YOUR ASSIGNMENT - From the entries below, copy every line where the string "reach" appears.

━━ STORED DATA

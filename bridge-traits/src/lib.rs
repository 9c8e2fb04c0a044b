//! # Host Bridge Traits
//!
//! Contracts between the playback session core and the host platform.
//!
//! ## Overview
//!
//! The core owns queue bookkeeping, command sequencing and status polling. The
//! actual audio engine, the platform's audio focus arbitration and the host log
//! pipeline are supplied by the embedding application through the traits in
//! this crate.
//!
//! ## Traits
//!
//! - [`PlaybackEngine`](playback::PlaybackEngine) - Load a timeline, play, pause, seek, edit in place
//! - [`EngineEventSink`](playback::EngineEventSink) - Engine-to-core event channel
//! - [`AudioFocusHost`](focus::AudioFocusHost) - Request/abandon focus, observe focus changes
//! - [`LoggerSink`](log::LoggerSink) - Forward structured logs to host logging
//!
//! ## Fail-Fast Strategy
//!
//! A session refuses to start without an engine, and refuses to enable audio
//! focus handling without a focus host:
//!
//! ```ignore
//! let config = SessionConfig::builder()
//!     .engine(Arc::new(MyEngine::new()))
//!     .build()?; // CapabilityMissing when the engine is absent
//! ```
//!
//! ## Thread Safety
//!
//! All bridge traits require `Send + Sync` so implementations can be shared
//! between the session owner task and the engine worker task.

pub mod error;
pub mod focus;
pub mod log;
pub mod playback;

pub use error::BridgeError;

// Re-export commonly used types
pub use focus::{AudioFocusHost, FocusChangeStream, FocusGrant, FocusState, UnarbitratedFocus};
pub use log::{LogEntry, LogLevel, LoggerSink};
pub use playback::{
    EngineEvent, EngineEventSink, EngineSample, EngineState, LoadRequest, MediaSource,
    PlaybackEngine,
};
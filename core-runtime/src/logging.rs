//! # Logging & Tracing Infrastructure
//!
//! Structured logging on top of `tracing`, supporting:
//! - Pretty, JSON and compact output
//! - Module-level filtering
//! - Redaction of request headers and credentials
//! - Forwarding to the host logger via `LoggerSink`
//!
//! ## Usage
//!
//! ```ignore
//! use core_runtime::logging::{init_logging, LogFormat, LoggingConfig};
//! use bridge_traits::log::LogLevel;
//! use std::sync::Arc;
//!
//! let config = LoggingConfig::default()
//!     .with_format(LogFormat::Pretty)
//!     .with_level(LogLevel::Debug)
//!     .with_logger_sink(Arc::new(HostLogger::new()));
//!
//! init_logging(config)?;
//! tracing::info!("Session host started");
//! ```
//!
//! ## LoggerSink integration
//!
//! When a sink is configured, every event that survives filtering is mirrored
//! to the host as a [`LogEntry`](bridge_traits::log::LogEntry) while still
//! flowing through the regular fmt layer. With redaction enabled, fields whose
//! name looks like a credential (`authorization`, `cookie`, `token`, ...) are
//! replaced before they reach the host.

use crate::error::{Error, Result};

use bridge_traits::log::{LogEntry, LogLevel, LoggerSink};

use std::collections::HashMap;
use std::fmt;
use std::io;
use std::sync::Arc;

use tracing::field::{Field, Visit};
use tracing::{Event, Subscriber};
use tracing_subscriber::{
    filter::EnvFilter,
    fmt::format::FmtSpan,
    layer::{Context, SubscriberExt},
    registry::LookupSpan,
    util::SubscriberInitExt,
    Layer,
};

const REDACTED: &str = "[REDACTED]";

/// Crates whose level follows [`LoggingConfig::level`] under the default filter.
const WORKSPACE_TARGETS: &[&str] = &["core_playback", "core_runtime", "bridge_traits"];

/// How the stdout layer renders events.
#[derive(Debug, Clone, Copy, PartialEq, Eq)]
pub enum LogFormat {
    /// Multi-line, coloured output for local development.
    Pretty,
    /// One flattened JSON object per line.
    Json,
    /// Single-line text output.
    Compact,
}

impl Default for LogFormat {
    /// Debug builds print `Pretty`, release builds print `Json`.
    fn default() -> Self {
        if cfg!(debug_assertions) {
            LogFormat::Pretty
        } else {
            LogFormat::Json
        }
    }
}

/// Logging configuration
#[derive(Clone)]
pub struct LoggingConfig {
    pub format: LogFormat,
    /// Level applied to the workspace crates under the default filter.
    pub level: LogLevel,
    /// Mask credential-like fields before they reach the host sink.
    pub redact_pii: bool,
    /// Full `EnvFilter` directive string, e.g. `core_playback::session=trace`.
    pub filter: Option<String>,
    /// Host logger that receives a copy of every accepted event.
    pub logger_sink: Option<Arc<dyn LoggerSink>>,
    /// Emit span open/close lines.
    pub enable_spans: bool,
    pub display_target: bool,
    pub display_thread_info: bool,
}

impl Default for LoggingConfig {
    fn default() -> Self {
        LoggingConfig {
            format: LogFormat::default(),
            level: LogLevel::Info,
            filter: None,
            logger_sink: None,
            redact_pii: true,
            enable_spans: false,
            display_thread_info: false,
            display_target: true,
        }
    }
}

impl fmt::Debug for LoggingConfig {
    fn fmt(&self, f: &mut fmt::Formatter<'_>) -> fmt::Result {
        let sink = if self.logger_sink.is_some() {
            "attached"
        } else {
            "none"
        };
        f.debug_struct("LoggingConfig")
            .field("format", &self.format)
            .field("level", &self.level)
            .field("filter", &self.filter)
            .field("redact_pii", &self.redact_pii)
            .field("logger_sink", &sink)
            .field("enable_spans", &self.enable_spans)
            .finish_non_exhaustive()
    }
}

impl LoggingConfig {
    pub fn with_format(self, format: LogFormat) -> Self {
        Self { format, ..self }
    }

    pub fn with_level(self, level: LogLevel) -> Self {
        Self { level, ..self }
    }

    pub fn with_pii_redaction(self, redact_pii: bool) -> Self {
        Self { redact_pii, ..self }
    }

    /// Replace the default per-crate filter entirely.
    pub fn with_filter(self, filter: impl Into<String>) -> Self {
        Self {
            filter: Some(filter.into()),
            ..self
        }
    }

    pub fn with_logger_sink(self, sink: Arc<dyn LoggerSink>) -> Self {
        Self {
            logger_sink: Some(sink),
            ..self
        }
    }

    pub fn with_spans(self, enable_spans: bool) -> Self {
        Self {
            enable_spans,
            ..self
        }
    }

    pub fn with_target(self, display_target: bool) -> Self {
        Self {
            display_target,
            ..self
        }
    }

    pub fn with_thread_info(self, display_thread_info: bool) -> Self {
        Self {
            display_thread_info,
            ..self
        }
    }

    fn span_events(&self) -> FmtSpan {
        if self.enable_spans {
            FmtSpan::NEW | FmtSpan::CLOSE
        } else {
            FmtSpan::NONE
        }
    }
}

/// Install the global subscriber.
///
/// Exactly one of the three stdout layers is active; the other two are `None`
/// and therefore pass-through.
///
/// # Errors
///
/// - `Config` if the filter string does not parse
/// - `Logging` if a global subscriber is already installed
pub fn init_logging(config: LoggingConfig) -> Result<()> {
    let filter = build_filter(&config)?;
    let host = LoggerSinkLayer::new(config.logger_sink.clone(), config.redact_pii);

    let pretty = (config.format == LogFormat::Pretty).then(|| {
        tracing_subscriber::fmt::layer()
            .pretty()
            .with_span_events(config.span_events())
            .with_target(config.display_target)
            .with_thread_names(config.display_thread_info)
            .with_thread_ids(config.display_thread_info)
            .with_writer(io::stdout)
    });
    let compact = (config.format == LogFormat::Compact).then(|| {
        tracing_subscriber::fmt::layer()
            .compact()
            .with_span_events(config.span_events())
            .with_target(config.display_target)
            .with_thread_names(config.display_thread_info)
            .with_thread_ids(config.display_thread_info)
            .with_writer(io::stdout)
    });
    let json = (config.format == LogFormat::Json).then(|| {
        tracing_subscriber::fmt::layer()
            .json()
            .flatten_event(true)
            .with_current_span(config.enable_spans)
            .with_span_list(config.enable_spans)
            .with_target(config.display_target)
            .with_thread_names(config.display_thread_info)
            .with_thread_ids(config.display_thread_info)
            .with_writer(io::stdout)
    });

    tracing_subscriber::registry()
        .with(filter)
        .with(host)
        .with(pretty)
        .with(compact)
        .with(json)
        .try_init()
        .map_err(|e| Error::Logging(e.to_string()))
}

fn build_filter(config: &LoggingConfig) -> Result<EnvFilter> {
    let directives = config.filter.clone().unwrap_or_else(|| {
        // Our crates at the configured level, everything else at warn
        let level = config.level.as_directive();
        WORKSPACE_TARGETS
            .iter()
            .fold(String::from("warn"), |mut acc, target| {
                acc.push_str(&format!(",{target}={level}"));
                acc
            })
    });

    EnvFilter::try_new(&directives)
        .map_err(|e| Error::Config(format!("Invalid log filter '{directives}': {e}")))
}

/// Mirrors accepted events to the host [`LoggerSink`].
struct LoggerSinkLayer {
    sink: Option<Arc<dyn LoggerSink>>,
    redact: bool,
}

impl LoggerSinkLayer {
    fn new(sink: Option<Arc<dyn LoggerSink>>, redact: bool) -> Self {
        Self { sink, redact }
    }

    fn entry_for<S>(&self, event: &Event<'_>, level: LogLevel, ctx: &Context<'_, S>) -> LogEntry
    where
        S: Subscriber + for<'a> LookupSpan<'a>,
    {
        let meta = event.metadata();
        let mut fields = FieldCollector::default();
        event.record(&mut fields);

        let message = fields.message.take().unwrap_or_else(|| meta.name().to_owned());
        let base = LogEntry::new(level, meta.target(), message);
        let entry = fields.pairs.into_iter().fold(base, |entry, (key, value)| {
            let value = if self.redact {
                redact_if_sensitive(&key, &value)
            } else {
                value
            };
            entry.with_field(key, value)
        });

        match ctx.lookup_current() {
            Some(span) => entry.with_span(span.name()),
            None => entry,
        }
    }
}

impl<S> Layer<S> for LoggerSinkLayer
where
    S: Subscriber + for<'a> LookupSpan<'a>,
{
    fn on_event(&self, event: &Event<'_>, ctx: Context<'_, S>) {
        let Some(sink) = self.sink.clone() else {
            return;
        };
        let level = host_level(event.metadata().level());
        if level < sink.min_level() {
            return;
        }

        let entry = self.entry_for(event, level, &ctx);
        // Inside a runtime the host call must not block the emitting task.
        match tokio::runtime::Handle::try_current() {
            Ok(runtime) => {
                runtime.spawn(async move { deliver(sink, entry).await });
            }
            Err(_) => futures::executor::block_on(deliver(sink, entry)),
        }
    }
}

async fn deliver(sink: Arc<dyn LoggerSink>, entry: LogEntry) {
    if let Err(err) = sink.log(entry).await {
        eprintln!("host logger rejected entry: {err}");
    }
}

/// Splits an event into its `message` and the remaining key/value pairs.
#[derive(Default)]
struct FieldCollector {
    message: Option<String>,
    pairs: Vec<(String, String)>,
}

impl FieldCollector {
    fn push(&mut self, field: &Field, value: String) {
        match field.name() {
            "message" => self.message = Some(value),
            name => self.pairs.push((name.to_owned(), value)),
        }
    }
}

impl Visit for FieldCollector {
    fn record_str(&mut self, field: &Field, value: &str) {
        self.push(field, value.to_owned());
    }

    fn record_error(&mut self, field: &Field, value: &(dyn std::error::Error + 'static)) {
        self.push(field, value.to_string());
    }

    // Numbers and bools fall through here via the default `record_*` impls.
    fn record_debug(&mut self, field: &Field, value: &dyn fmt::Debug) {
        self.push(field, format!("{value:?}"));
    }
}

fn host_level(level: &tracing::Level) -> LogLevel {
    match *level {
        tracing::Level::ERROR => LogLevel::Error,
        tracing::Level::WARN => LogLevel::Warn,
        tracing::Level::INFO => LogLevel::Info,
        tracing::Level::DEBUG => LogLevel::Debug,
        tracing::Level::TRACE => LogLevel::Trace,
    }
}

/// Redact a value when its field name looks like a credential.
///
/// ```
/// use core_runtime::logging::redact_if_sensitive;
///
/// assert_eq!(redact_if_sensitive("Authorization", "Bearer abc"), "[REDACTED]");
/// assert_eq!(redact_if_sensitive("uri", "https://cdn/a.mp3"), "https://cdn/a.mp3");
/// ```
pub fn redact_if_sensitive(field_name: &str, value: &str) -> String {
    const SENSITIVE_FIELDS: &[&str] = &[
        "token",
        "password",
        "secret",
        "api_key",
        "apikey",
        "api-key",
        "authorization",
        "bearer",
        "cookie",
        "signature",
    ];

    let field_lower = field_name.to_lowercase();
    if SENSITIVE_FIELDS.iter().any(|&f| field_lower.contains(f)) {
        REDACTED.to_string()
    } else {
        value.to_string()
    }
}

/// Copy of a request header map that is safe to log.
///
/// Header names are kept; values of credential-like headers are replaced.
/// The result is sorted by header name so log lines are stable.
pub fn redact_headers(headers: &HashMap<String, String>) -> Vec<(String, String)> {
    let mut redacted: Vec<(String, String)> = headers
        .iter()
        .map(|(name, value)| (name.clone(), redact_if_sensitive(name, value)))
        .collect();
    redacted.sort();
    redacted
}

━━━━
━━ STORED DATA

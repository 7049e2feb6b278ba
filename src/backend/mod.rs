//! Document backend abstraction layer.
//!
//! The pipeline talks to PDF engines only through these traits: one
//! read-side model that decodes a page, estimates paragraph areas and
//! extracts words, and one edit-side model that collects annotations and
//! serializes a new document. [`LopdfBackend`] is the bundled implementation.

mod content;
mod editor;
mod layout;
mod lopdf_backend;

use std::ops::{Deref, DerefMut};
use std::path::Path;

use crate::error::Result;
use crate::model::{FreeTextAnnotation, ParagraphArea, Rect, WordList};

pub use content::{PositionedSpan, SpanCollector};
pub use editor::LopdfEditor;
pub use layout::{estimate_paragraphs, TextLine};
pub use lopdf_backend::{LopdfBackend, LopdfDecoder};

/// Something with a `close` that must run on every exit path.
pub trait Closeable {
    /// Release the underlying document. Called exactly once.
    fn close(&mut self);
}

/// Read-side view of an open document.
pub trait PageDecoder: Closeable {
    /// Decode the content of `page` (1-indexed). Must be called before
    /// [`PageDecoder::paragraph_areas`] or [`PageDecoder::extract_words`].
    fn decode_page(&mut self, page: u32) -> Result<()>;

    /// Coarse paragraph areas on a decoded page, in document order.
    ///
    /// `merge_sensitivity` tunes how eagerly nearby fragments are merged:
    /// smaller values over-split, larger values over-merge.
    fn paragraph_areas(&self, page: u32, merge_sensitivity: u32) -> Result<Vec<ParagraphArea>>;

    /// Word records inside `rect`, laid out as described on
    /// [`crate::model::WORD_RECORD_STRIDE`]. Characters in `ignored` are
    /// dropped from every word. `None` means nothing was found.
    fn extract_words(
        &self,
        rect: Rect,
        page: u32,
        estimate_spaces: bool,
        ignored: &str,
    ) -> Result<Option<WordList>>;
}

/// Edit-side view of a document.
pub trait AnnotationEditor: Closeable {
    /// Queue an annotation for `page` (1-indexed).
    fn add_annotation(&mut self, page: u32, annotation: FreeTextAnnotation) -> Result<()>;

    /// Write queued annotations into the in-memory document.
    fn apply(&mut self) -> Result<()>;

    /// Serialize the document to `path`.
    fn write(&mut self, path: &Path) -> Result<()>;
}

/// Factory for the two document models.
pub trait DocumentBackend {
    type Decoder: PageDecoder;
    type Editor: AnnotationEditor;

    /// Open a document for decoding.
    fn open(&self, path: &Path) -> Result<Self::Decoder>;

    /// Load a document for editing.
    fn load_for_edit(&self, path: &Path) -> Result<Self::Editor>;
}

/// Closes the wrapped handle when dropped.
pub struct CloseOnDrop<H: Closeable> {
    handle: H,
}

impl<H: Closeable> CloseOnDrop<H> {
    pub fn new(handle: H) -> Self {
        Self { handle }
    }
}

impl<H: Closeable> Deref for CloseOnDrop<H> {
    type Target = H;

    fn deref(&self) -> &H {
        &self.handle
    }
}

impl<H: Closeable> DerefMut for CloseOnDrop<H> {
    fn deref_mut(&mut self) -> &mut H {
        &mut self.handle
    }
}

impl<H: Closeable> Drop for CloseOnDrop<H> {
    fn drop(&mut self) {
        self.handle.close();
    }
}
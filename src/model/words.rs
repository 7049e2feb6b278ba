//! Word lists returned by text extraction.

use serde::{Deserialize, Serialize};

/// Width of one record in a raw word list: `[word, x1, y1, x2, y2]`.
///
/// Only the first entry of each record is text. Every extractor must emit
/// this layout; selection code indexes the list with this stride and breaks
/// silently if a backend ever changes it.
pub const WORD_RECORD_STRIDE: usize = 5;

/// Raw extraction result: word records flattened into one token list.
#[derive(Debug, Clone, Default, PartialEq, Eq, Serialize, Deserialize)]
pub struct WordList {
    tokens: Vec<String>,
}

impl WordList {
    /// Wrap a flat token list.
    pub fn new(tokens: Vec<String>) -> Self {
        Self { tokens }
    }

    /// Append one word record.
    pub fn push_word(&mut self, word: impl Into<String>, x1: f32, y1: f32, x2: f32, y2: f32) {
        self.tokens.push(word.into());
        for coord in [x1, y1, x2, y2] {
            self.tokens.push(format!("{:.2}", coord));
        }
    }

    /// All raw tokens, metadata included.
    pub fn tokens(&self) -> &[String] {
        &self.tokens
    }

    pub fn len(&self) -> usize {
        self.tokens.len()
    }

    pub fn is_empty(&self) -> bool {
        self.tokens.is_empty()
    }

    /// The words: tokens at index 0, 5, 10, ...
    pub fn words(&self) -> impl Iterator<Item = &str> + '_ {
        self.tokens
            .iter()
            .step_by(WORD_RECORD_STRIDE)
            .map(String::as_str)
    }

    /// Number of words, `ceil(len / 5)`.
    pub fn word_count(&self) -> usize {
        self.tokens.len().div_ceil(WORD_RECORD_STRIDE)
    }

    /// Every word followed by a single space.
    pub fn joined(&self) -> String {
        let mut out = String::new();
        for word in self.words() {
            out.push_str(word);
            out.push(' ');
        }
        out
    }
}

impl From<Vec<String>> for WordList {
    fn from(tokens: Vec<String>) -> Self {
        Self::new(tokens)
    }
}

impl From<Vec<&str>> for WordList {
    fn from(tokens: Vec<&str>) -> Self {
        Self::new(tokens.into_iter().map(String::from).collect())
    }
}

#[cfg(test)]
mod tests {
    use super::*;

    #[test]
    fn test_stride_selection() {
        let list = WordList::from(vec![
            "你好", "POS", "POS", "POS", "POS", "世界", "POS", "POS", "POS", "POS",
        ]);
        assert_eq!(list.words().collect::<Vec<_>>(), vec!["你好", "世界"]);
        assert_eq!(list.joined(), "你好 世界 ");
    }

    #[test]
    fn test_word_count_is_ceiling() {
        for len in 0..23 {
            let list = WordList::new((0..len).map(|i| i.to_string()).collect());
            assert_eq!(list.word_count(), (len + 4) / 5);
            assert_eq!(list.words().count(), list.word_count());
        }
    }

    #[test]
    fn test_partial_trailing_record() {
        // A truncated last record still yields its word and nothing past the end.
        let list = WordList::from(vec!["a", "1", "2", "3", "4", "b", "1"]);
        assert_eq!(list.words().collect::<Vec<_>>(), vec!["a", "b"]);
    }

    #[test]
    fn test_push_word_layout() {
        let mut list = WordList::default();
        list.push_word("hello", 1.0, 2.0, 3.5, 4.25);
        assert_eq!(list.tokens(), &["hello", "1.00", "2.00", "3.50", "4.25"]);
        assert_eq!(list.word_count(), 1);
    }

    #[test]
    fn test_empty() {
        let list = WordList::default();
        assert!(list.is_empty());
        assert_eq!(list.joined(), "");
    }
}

━━━━

RESPONSE -
//! replaced before they reach the host.
    /// Mask credential-like fields before they reach the host sink.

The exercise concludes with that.